Dov Bela Gruner's lawyer last week told him that his -L-120 bonus check for five and a half years' service with the British Army had arrived. Gruner sent for paper, made a will leaving his bonus to the Irgun Z-vai Leumi, the Jewish terrorist organization that considers itself at war with Britain. Then Gruner, in the blood-red uniform of a prisoner condemned to death, sat in his Jerusalem cell and waited for the British to make up their minds whether to hang him.

If they did, Gruner's "martyrdom" would undoubtedly increase world pressure on Britain. If they did not, law enforcement in Palestine would be at the mercy of pressure groups using terrorism. This week a military court sentenced three Jews to death for complicity in the flogging of a British major.

The propaganda battle over Gruner's sentence mounted last week to a pitch of frenzy, with ads in U.S. newspapers (paid for by the League for a Free Palestine) asserting that Gruner was still alive only because the pressure of U.S. opinion restrained the British from a "pogrom which will write finis to the Hebrews in Palestine." Amid this hysteria the actual crime in which Gruner had been involved was almost lost from sight. It contained in miniature the chief elements of the Palestine crisis.

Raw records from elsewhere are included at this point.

use anyhow::{Context, Result};
use std::{net::SocketAddr, time::Duration};

use tracing::{error, info};

use axum::{
    extract::{rejection::JsonRejection, Path, State},
    http::StatusCode,
    middleware,
    response::{IntoResponse, Response},
    routing::get,
    Json, Router,
};
use serde::Serialize;
use serde_json::Value;

use super::{log_requests, state::*, ServerConfig};
use crate::movie_store::{Movie, MovieError, StoreError};

#[derive(Serialize)]
struct ServerStats {
    pub uptime: String,
    pub version: String,
}

/// Body of every successful movie mutation or fetch.
#[derive(Serialize)]
struct MovieResponse {
    message: String,
    result: Movie,
}

#[derive(Serialize)]
struct ErrorResponse {
    message: String,
}

fn format_uptime(duration: Duration) -> String {
    let total_seconds = duration.as_secs();

    let days = total_seconds / 86_400;
    let hours = (total_seconds % 86_400) / 3600;
    let minutes = (total_seconds % 3600) / 60;
    let seconds = total_seconds % 60;

    format!("{}d {:02}:{:02}:{:02}", days, hours, minutes, seconds)
}

struct ApiError {
    status: StatusCode,
    message: String,
}

impl From<MovieError> for ApiError {
    fn from(err: MovieError) -> Self {
        let status = match &err {
            MovieError::Validation(_) => StatusCode::BAD_REQUEST,
            MovieError::NotFound(_) => StatusCode::NOT_FOUND,
            MovieError::Store(_) => StatusCode::INTERNAL_SERVER_ERROR,
        };
        ApiError {
            status,
            message: err.to_string(),
        }
    }
}

impl From<StoreError> for ApiError {
    fn from(err: StoreError) -> Self {
        MovieError::Store(err).into()
    }
}

impl From<JsonRejection> for ApiError {
    fn from(rejection: JsonRejection) -> Self {
        ApiError {
            status: StatusCode::BAD_REQUEST,
            message: rejection.body_text(),
        }
    }
}

impl IntoResponse for ApiError {
    fn into_response(self) -> Response {
        if self.status.is_server_error() {
            error!("Request failed: {}", self.message);
        }
        (
            self.status,
            Json(ErrorResponse {
                message: self.message,
            }),
        )
            .into_response()
    }
}

fn movie_response(status: StatusCode, message: &str, movie: Movie) -> Response {
    (
        status,
        Json(MovieResponse {
            message: message.to_owned(),
            result: movie,
        }),
    )
        .into_response()
}

async fn home(State(state): State<ServerState>) -> impl IntoResponse {
    let stats = ServerStats {
        uptime: format_uptime(state.start_time.elapsed()),
        version: state.version.clone(),
    };
    Json(stats)
}

async fn post_movie(
    State(catalog): State<GuardedMovieCatalog>,
    payload: Result<Json<Value>, JsonRejection>,
) -> Result<Response, ApiError> {
    let Json(payload) = payload?;
    let movie = catalog.create_movie(&payload)?;
    Ok(movie_response(StatusCode::CREATED, "Movie created", movie))
}

async fn get_movie(
    State(catalog): State<GuardedMovieCatalog>,
    Path(id): Path<i64>,
) -> Result<Response, ApiError> {
    let movie = catalog.get_movie(id)?;
    Ok(movie_response(StatusCode::OK, "Movie found", movie))
}

async fn put_movie(
    State(catalog): State<GuardedMovieCatalog>,
    Path(id): Path<i64>,
    payload: Result<Json<Value>, JsonRejection>,
) -> Result<Response, ApiError> {
    let Json(payload) = payload?;
    let movie = catalog.update_movie(id, &payload)?;
    Ok(movie_response(StatusCode::OK, "Movie updated", movie))
}

async fn delete_movie(
    State(catalog): State<GuardedMovieCatalog>,
    Path(id): Path<i64>,
) -> Result<Response, ApiError> {
    let movie = catalog.delete_movie(id)?;
    Ok(movie_response(StatusCode::OK, "Movie deleted", movie))
}

async fn get_report(State(catalog): State<GuardedMovieCatalog>) -> Result<Response, ApiError> {
    let report = catalog.count_movies_by_actor_and_year()?;
    Ok(Json(report).into_response())
}

pub fn make_app(config: ServerConfig, movie_catalog: GuardedMovieCatalog) -> Router {
    let state = ServerState::new(config, movie_catalog);

    let movie_routes: Router = Router::new()
        .route("/movie", axum::routing::post(post_movie))
        .route(
            "/movie/{id}",
            get(get_movie).put(put_movie).delete(delete_movie),
        )
        .route("/report", get(get_report))
        .with_state(state.clone());

    Router::new()
        .route("/", get(home))
        .with_state(state.clone())
        .merge(movie_routes)
        .layer(middleware::from_fn_with_state(state, log_requests))
}

async fn shutdown_signal() {
    if let Err(e) = tokio::signal::ctrl_c().await {
        error!("Failed to listen for shutdown signal: {}", e);
        std::future::pending::<()>().await;
    }
    info!("Shutting down");
}

pub async fn run_server(config: ServerConfig, movie_catalog: GuardedMovieCatalog) -> Result<()> {
    let addr = SocketAddr::new(config.bind_address, config.port);
    let app = make_app(config, movie_catalog);

    let listener = tokio::net::TcpListener::bind(addr)
        .await
        .with_context(|| format!("Failed to bind to {}", addr))?;
    info!("Ready to serve at {}!", addr);

    axum::serve(listener, app)
        .with_graceful_shutdown(shutdown_signal())
        .await
        .context("Server error")
}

Gruner, a 33-year-old Hungarian refugee, was found wounded in front of the police station at Ramat Gan, a suburb of Tel-Aviv, after an Irgun raid last April. The British said that he and his pals had held up and disarmed the police, were about to seize the arms in the station when other cops on the roof opened fire, forcing the raiders to withdraw. An Arab constable was killed in the Skirmish. Gruner made no defense, refused to recognize the jurisdiction of the Palestine Government, insisted that he be treated as "a prisoner of war."

In preparation for the storm, of civil strife gathering around the Gruaer case, the British last week strung barbed wire through Jerusalem, ordered the evacuation of Rehavia, the city's best residential district. The shock of the evacuation notices spread consternation through the Jewish community. When she got her notice, Mrs. Rifka Benjamin, a 65-year-old Hungarian widow, fell dead.

In spite of the impending strife, Jews from Europe were still trying to find homes in Palestine. Last week 650 refugees, packed on a schooner off Haifa, hurled bottles and belaying pins at 100 British soldiers who boarded the ship to prevent illegal immigration.

Invitation to Struggle. Was a solution possible? The only proposal under official consideration was a British plan for tentative partition of Palestine for five years, pending a final settlement. The five-year clause would be an invitation to both Jews and Arabs to continue the struggle for advantage during the interim period. The fact that the proposed partition had no definite boundaries would almost certainly be a further incentive to strife. This week in London both Jews and Arabs turned down the British plan.